After the break-up of Los Chacales, Bestia Salvaje formed a regular team with Scorpio Jr. The team became involved in a controversial storyline as they teamed with El Felino against Felino's brother Negro Casas, El Dandy, and Héctor Garza. During the match it appeared like El Felino turned on his brother, allowing Bestia Salvaje and Scorpio Jr. to double team Negro Casas. During the final moments of the match, El Felino removed his mask, revealing that it was actually El Hijo del Santo in disguise, making his surprise CMLL return after losing to Casas at the CMLL 63rd Anniversary Show. The surprise appearance of El Hijo del Santo and the attack on Negro Casas resulted in a minor riot in Arena Mexico.[20] This led to Bestia and Scorpio Jr. teaming with El Hijo del Santo on a regular basis over the following two years, often opposite Negro Casas and various partners. In late 1998 Bestia Salvaje and Scorpio Jr. turned on El Hijo del Santo during a match, leading to Negro Casas saving his former rival.[21] Bestia and Scorpio Jr. won the vacant CMLL World Tag Team Championship after defeating the Headhunters, Atlantis and Lizmark, and El Satánico and Dr.
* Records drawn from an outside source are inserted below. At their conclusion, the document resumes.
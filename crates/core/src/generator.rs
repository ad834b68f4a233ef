//! Generator module - builds a level's board
//!
//! Steps:
//!
//! 1. Resolve the level's [`LevelConfig`] and clamp the tile budget to a
//!    multiple of 3 that the layer stack can hold
//! 2. Emit three identity tokens per trio group (palette cycles) and shuffle
//! 3. Fill the base layer, then fill upper layers from one shuffled pool of
//!    footprint cells, cycling the pool once per layer
//! 4. Zip tokens with positions into tiles sharing one centered [`Geometry`]
//! 5. Compute occlusion

use crate::board::{Board, Geometry, Tile};
use crate::rng::SimpleRng;
use crate::types::{ImageId, LevelConfig, TileId, TRIO_SIZE};

/// Level configuration with the tile budget the generator will actually place.
///
/// The budget is floored to a multiple of 3 and to the largest multiple of 3
/// that fits in `layers * footprint`.
pub fn effective_config(level: u32) -> LevelConfig {
    let mut config = LevelConfig::for_level(level);
    let trio = TRIO_SIZE as u32;
    let budget = config.total_tiles.min(config.capacity());
    config.total_tiles = budget / trio * trio;
    config
}

/// Generate the board for `level`, drawing shuffles from `rng`.
pub fn generate_board(level: u32, rng: &mut SimpleRng) -> Board {
    let config = effective_config(level);
    let total = config.total_tiles as usize;

    let mut tokens = Vec::with_capacity(total);
    for group in 0..total / TRIO_SIZE {
        let image = ImageId::for_group(group);
        tokens.extend(std::iter::repeat(image).take(TRIO_SIZE));
    }
    rng.shuffle(&mut tokens);

    let positions = layer_positions(&config, total, rng);
    let geometry = Geometry::centered(config.width, config.height);

    let tiles = tokens
        .into_iter()
        .zip(positions)
        .enumerate()
        .map(|(i, (image, (x, y, layer)))| Tile::new(i as TileId, image, x, y, layer, geometry))
        .collect();

    Board::new(tiles)
}

fn layer_positions(config: &LevelConfig, total: usize, rng: &mut SimpleRng) -> Vec<(u8, u8, u8)> {
    let mut positions = Vec::with_capacity(total);

    for y in 0..config.height {
        for x in 0..config.width {
            positions.push((x, y, 0));
        }
    }
    positions.truncate(total);

    let mut pool: Vec<(u8, u8)> = positions.iter().map(|&(x, y, _)| (x, y)).collect();
    rng.shuffle(&mut pool);

    let footprint = config.footprint() as usize;
    if footprint == 0 {
        return positions;
    }

    let upper = total.saturating_sub(positions.len());
    for i in 0..upper {
        let layer = i / footprint + 1;
        if layer >= config.layers as usize {
            break;
        }
        let (x, y) = pool[i % pool.len()];
        positions.push((x, y, layer as u8));
    }

    positions
}
impl GameSession {
    /// Create a new session in the menu with the given RNG seed
    pub fn new(seed: u32) -> Self {
        Self::with_config(SessionConfig::with_seed(seed))
    }

    pub fn with_config(config: SessionConfig) -> Self {
        Self {
            config,
            rng: SimpleRng::new(config.seed),
            phase: Phase::Idle,
            level: 1,
            lives: STARTING_LIVES,
            score: 0,
            final_score: None,
            moves: 0,
            board: Board::empty(),
            collection: Collection::new(),
            countdown: Countdown::new(),
            freeze_used: false,
            hint_used: false,
            lose_reason: None,
            selection_in_flight: false,
            last_selection_ms: 0,
            animating: ArrayVec::new(),
            animation_started_ms: 0,
            clock_ms: 0,
            episode_id: 0,
            events: Vec::new(),
        }
    }

    pub fn config(&self) -> &SessionConfig {
        &self.config
    }

    pub fn phase(&self) -> Phase {
        self.phase
    }

    pub fn level(&self) -> u32 {
        self.level
    }

    pub fn lives(&self) -> u32 {
        self.lives
    }

    pub fn score(&self) -> u32 {
        self.score
    }

    pub fn final_score(&self) -> Option<u32> {
        self.final_score
    }

    /// Score to report to a leaderboard: the final score once the game is
    /// over, the running score otherwise.
    pub fn submission_score(&self) -> u32 {
        self.final_score.unwrap_or(self.score)
    }

    pub fn moves(&self) -> u32 {
        self.moves
    }

    pub fn board(&self) -> &Board {
        &self.board
    }

    pub fn collection(&self) -> &Collection {
        &self.collection
    }

    pub fn countdown(&self) -> &Countdown {
        &self.countdown
    }

    pub fn time_remaining(&self) -> u32 {
        self.countdown.remaining_secs()
    }

    /// Seconds spent on the current level.
    pub fn elapsed_secs(&self) -> u32 {
        self.countdown.elapsed_secs()
    }

    pub fn freeze_used(&self) -> bool {
        self.freeze_used
    }

    pub fn hint_used(&self) -> bool {
        self.hint_used
    }

    pub fn lose_reason(&self) -> Option<LoseReason> {
        self.lose_reason
    }

    pub fn selection_locked(&self) -> bool {
        self.selection_in_flight
    }

    pub fn animating(&self) -> &[TileId] {
        &self.animating
    }

    pub fn episode_id(&self) -> u32 {
        self.episode_id
    }

    pub fn clock_ms(&self) -> u64 {
        self.clock_ms
    }

    /// Events queued since the last drain.
    pub fn events(&self) -> &[GameEvent] {
        &self.events
    }

    pub fn drain_events(&mut self) -> std::vec::Drain<'_, GameEvent> {
        self.events.drain(..)
    }

    pub fn snapshot_into(&self, out: &mut GameSnapshot) {
        out.clear();
        out.phase = self.phase;
        out.level = self.level;
        out.lives = self.lives;
        out.score = self.score;
        out.final_score = self.final_score;
        out.moves = self.moves;
        out.timer = TimerSnapshot {
            remaining_secs: self.countdown.remaining_secs(),
            budget_secs: self.countdown.budget_secs(),
            running: self.countdown.running(),
            frozen: self.countdown.frozen(),
        };
        out.freeze_used = self.freeze_used;
        out.hint_used = self.hint_used;
        out.selection_locked = self.selection_in_flight;
        out.board
            .extend(self.board.tiles().iter().map(TileSnapshot::from));
        out.collection
            .extend(self.collection.tiles().iter().map(TileSnapshot::from));
        out.animating = self.animating.clone();
        out.lose_reason = self.lose_reason;
        out.episode_id = self.episode_id;
        out.seed = self.config.seed;
    }

    pub fn snapshot(&self) -> GameSnapshot {
        let mut s = GameSnapshot::default();
        self.snapshot_into(&mut s);
        s
    }

    /// Start a new game from the menu at level 1.
    pub fn start(&mut self) -> bool {
        if self.phase != Phase::Idle {
            return false;
        }

        self.level = 1;
        self.lives = STARTING_LIVES;
        self.score = 0;
        self.final_score = None;
        self.freeze_used = false;
        self.hint_used = false;
        self.begin_level();
        self.events.push(GameEvent::Ready { level: self.level });
        debug!(seed = self.config.seed, "game started");
        true
    }

    /// Continue after a cleared level. Score and lives carry over; the
    /// one-shot power-ups stay spent.
    pub fn next_level(&mut self) -> bool {
        if self.phase != Phase::Victory {
            return false;
        }
        self.level += 1;
        self.begin_level();
        debug!(level = self.level, "next level");
        true
    }

    /// Replay the current level on a fresh board after losing a life.
    pub fn retry_level(&mut self) -> bool {
        if self.phase != Phase::LoseLife {
            return false;
        }
        self.begin_level();
        debug!(level = self.level, lives = self.lives, "level retried");
        true
    }

    /// Back to the menu with all per-game state cleared ("play again").
    pub fn reset(&mut self) -> bool {
        self.countdown.clear();
        self.board.clear();
        self.collection.clear();
        self.phase = Phase::Idle;
        self.level = 1;
        self.lives = STARTING_LIVES;
        self.score = 0;
        self.final_score = None;
        self.moves = 0;
        self.freeze_used = false;
        self.hint_used = false;
        self.lose_reason = None;
        self.release_selection();
        self.animating.clear();
        self.events.push(GameEvent::Ready { level: self.level });
        debug!("session reset");
        true
    }

    /// Replace the current level's board with a prepared layout.
    ///
    /// Used for puzzle layouts and replays. The collection is emptied and the
    /// countdown restarts with the level budget. Only valid while playing.
    pub fn load_board(&mut self, board: Board) -> bool {
        if self.phase != Phase::Playing {
            return false;
        }
        let mut board = board;
        board.recompute_free_status();
        self.install_board(board);
        true
    }

    fn begin_level(&mut self) {
        let board = generate_board(self.level, &mut self.rng);
        self.install_board(board);
    }

    fn install_board(&mut self, board: Board) {
        self.board = board;
        self.collection.clear();
        self.moves = 0;
        self.countdown.start(level_time_budget_secs(self.level));
        self.lose_reason = None;
        self.release_selection();
        self.animating.clear();
        self.episode_id = self.episode_id.wrapping_add(1);
        self.phase = Phase::Playing;
    }

    fn release_selection(&mut self) {
        self.selection_in_flight = false;
    }

    /// Click a tile. Stale, covered, debounced or rejected clicks are no-ops
    /// and return `false`.
    pub fn select_tile(&mut self, id: TileId) -> bool {
        if self.phase != Phase::Playing {
            return false;
        }
        if self.selection_in_flight {
            return false;
        }

        let Some(tile) = self.board.get(id).copied() else {
            return false;
        };
        if !tile.free || !can_accept(&self.collection, tile.image) {
            return false;
        }

        let Some(tile) = self.board.take(id) else {
            return false;
        };
        let pushed = self.collection.push(tile);
        debug_assert!(pushed.is_ok(), "collection above five tiles");

        self.moves += 1;
        if self.config.selection_cooldown_ms > 0 {
            self.selection_in_flight = true;
            self.last_selection_ms = self.clock_ms;
        }

        self.board.recompute_free_status();
        self.resolve_after_move();
        true
    }

    /// One-shot freeze: the countdown keeps ticking but stops decrementing
    /// for the rest of the level.
    pub fn freeze_time(&mut self) -> FreezeOutcome {
        if self.phase != Phase::Playing {
            return FreezeOutcome::NotPlaying;
        }
        if self.freeze_used {
            return FreezeOutcome::AlreadyUsed;
        }

        self.freeze_used = true;
        self.countdown.freeze();
        debug!(remaining = self.countdown.remaining_secs(), "time frozen");
        FreezeOutcome::Applied
    }

    /// One-shot hint: move the board tiles that complete the most advanced
    /// trio into the collection, then resolve as for a selection.
    pub fn use_hint(&mut self) -> HintOutcome {
        if self.phase != Phase::Playing {
            return HintOutcome::NotPlaying;
        }
        if self.hint_used {
            return HintOutcome::AlreadyUsed;
        }
        if self.board.is_empty() {
            return HintOutcome::NoTiles;
        }
        let Some(plan) = plan_hint(&self.board, &self.collection) else {
            return HintOutcome::NoTrioAvailable;
        };

        let mut taken = 0u8;
        for &id in &plan.tiles {
            let Some(tile) = self.board.take(id) else {
                continue;
            };
            if let Err(tile) = self.collection.push(tile) {
                self.board.restore(tile);
                break;
            }
            taken += 1;
        }

        self.hint_used = true;
        self.board.recompute_free_status();
        debug!(image = plan.image.0, taken, "hint applied");
        self.resolve_after_move();
        HintOutcome::Applied {
            image: plan.image,
            taken,
        }
    }

    /// Trio, then victory, then deadlock.
    fn resolve_after_move(&mut self) {
        if let Some((image, tiles)) = self.collection.take_trio() {
            let points = trio_score(self.level);
            self.score = self.score.saturating_add(points);
            self.animating = ArrayVec::from(tiles);
            self.animation_started_ms = self.clock_ms;
            self.events.push(GameEvent::TrioCleared {
                image,
                tiles,
                points,
            });
        }

        if self.board.is_empty() && self.collection.is_empty() {
            self.win_level();
            return;
        }

        if is_full_deadlock(&self.board, &self.collection)
            || !has_legal_selection(&self.board, &self.collection)
        {
            self.lose_life(LoseReason::NoMovesLeft);
        }
    }

    fn win_level(&mut self) {
        self.countdown.stop();
        let bonus = victory_bonus(self.level, self.countdown.remaining_secs());
        self.score = self.score.saturating_add(bonus);
        self.phase = Phase::Victory;
        self.events.push(GameEvent::LevelComplete {
            level: self.level,
            score: self.score,
            bonus,
        });
        self.events.push(GameEvent::Haptic);
        debug!(level = self.level, score = self.score, bonus, "level cleared");
    }

    fn lose_life(&mut self, reason: LoseReason) {
        self.countdown.stop();
        self.lives = self.lives.saturating_sub(1);
        self.lose_reason = Some(reason);

        if self.lives == 0 {
            self.phase = Phase::GameOver;
            self.final_score = Some(self.score);
            self.events.push(GameEvent::GameOver {
                final_score: self.score,
            });
            debug!(score = self.score, reason = reason.message(), "game over");
        } else {
            self.phase = Phase::LoseLife;
            self.events.push(GameEvent::LifeLost {
                reason,
                lives_left: self.lives,
            });
            debug!(lives = self.lives, reason = reason.message(), "life lost");
        }
    }

    /// Advance the session clock.
    ///
    /// Releases the selection debounce, expires the trio animation marker and
    /// runs the countdown while playing. Returns whether anything observable
    /// changed.
    pub fn tick(&mut self, elapsed_ms: u32) -> bool {
        self.clock_ms = self.clock_ms.saturating_add(elapsed_ms as u64);
        let mut changed = false;

        if self.selection_in_flight
            && self.clock_ms - self.last_selection_ms >= self.config.selection_cooldown_ms as u64
        {
            self.release_selection();
            changed = true;
        }

        if !self.animating.is_empty()
            && self.clock_ms - self.animation_started_ms >= self.config.animation_ms as u64
        {
            self.animating.clear();
            changed = true;
        }

        if self.phase == Phase::Playing {
            match self.countdown.advance(elapsed_ms) {
                CountdownStep::Unchanged => {}
                CountdownStep::Decremented => changed = true,
                CountdownStep::Expired => {
                    self.lose_life(LoseReason::TimeUp);
                    changed = true;
                }
            }
        }

        changed
    }

    /// Apply a player intent. Returns whether the state changed.
    pub fn apply_action(&mut self, action: GameAction) -> bool {
        match action {
            GameAction::Start => self.start(),
            GameAction::SelectTile(id) => self.select_tile(id),
            GameAction::FreezeTime => self.freeze_time().applied(),
            GameAction::Hint => self.use_hint().applied(),
            GameAction::NextLevel => self.next_level(),
            GameAction::Retry => self.retry_level(),
            GameAction::Reset => self.reset(),
        }
    }
}
//! Core game logic module - pure, deterministic, and testable
//!
//! This module contains the board generator, the occlusion computation and the
//! match state machine. It has **no dependencies** on rendering, networking, or
//! I/O, making it:
//!
//! - **Deterministic**: Same seed produces identical boards and games
//! - **Testable**: Comprehensive unit tests for all game rules
//! - **Portable**: Can run in any environment (web host bridge, headless bot, benches)
//!
//! # Module Structure
//!
//! - [`board`]: Tiles, screen geometry and the board tile set
//! - [`generator`]: Level board generation (trio tokens, layered positions)
//! - [`occlusion`]: Visible-area computation and the `free` flag
//! - [`collection`]: Bounded staging area and trio extraction
//! - [`moves`]: Legal-move and deadlock analysis, hint planning
//! - [`countdown`]: Per-level countdown with freeze support
//! - [`scoring`]: Trio and victory score formulas
//! - [`session`]: The [`GameSession`] reducer tying everything together
//! - [`rng`]: Small LCG used for shuffling
//!
//! # Game Rules
//!
//! - Tiles are stacked on layers; a tile is **free** when at least half of it is
//!   visible under the tiles of higher layers
//! - Clicking a free tile moves it into the collection (5 slots)
//! - Three tiles of the same image in the collection clear as a trio
//! - A full collection only accepts tiles that complete a trio
//! - A level is won when the board and the collection are both empty
//! - Running out of moves or time costs a life; no lives left ends the game
//!
//! # Example
//!
//! ```
//! use base_stack_core::GameSession;
//! use base_stack_types::{GameAction, Phase};
//!
//! let mut game = GameSession::new(12345);
//! game.start();
//! assert_eq!(game.phase(), Phase::Playing);
//!
//! // Click the first free tile
//! let id = game.board().free_tiles().next().map(|t| t.id).unwrap();
//! assert!(game.apply_action(GameAction::SelectTile(id)));
//! assert_eq!(game.collection().len(), 1);
//! ```
//!
//! # Timing
//!
//! The session has no timers of its own. The host calls
//! [`GameSession::tick`](session::GameSession::tick) with the elapsed
//! milliseconds; the session accumulates them into the countdown, the selection
//! cool-down and the trio animation marker.

pub mod board;
pub mod collection;
pub mod countdown;
pub mod generator;
pub mod moves;
pub mod occlusion;
pub mod rng;
pub mod scoring;
pub mod session;
pub mod snapshot;

pub use base_stack_types as types;

// Re-export commonly used types for convenience
pub use board::{Board, Geometry, Rect, Tile};
pub use collection::Collection;
pub use countdown::{Countdown, CountdownStep};
pub use generator::{effective_config, generate_board};
pub use moves::{can_accept, has_legal_selection, is_full_deadlock, plan_hint, HintPlan};
pub use occlusion::{recompute_free_status, visible_fraction};
pub use rng::SimpleRng;
pub use scoring::{trio_score, victory_bonus};
pub use session::{FreezeOutcome, GameSession, HintOutcome, SessionConfig};
pub use snapshot::{GameSnapshot, TileSnapshot, TimerSnapshot};
//! Database models for users.

use crate::api::models::users::Role;
use crate::types::UserId;
use chrono::{DateTime, Utc};

/// Database request for creating a new user
#[derive(Debug, Clone)]
pub struct UserCreateDBRequest {
    pub email: String,
    pub password_hash: String,
    pub role: Role,
}

/// Database response for a user
#[derive(Debug, Clone, sqlx::FromRow)]
pub struct UserDBResponse {
    pub id: UserId,
    pub email: String,
    pub password_hash: String,
    pub role: Role,
    pub created_at: DateTime<Utc>,
    pub updated_at: DateTime<Utc>,
}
Wagner Jr. on November 13, 1998, in a tournament for the title.[22] The tag team championship became a focus of the storyline with El Hijo del Santo and Negro Casas, which led to a match on February 5, 1999. Casas and Hijo del Santo won by disqualification and thus the championship as well, but refused to accept the belts due to how the match ended.[22] The two teams had a rematch the following week, where Bestia Salvaje and Scorpio Jr. regained the championship.[22] The storyline reached its highlight at the 1999 Homenaje a Dos Leyendas show on March 19. The show was El Hijo del Santo risk his mask and Negro Casas risk his hair as they defeated Bestia Salvaje and Scorpio Jr. in the main event. As a result of the loss, Bestia Salvaje was shaved bald, while the masked Scorpio Jr. was forced to remove his mask and reveal his name.[23]

Los Guapos (1999–2002)

After Shocker lost his mask at the CMLL 66th Anniversary Show he stated he was okay with being unmasked since his face was "1000% Guapo" ("1000% Handsom"). He developed a narcissistic, self-obsessed rudo character, who exhibited various metrosexual traits and looked down on those who were less handsome than him. Shockerbegan to team up with Bestia Salvaje and Scorpio Jr. on a regular basis. Following a series of vignettes, Shocker convinced both of his partners to have their hair bleached blond and that they were also Guapo like him forming a group known as Los Guapos. Scorpiro, Jr. and Bestia Negra were both older, seasoned veteran wrestlers and neither were actually considered good looking, in fact, Scorpio, Jr.'s nickname up until that point had been El Rey Feo ("The Ugly King").[4] In 2000, Shocker was invited to work for New Japan Pro-Wrestling (NJPW) on several occasions and due to his NJPW tours of Japan Scorpio Jr. and Bestia Negra often found themselves without a partner for Trios matches. Their solution was to bring in another veteran Emilio Charles Jr. to become the fourth Guapo team member, Charles Jr. like his partners used the Guapo name more ironically than factual. After returning from NJPW Shocker objected to someone joining "his" group without his approval, but at first went along with it. Over the following months, Shocker's displeasure with the rest of the team grew, and eventually, he split from the team, turning tecnico in the process. Shocker began a long-running storyline feud with Los Guapos.[24] The storyline built to its peak at the 2001 Sin Piedad show on December 14. In the main event, Shocker defeated Emilio Charles Jr. in a Lucha de Apuestas match, forcing Charles to have all his hair shaved off because he lost. As a result of the victory, Shocker regained the rights to the "Los Guapos" name.[25][26]

Los Talibanes (2002–2004)

While Shocker reformed Los Guapos, initially with Máscara Mágica and later El Terrible, Bestia Salvaje, Scorpio Jr., and Emilio Charles Jr. became known as Los Talibanes (The Taleban).[27] As part of their image change, all three wrestlers began wearing Bedouin robes and headdresses to the ring, pretending to be part of the terrorist group.[3] The feud with Shocker and his group continued for the following two years, including several multi-man Lucha de Apuestas matches. On August 1, 2003, El Terrible defeated Bestia Salvaje in a domo de la muerte steel cage match that also included the other members of Los Talibanes and Los Guapos.[28] The feud culminated in another six-way Lucha de Apuestas match on September 24, 2004, ending with Shocker pinning Bestia Salvaje, forcing him to have his hair shaved off afterward.[25][29]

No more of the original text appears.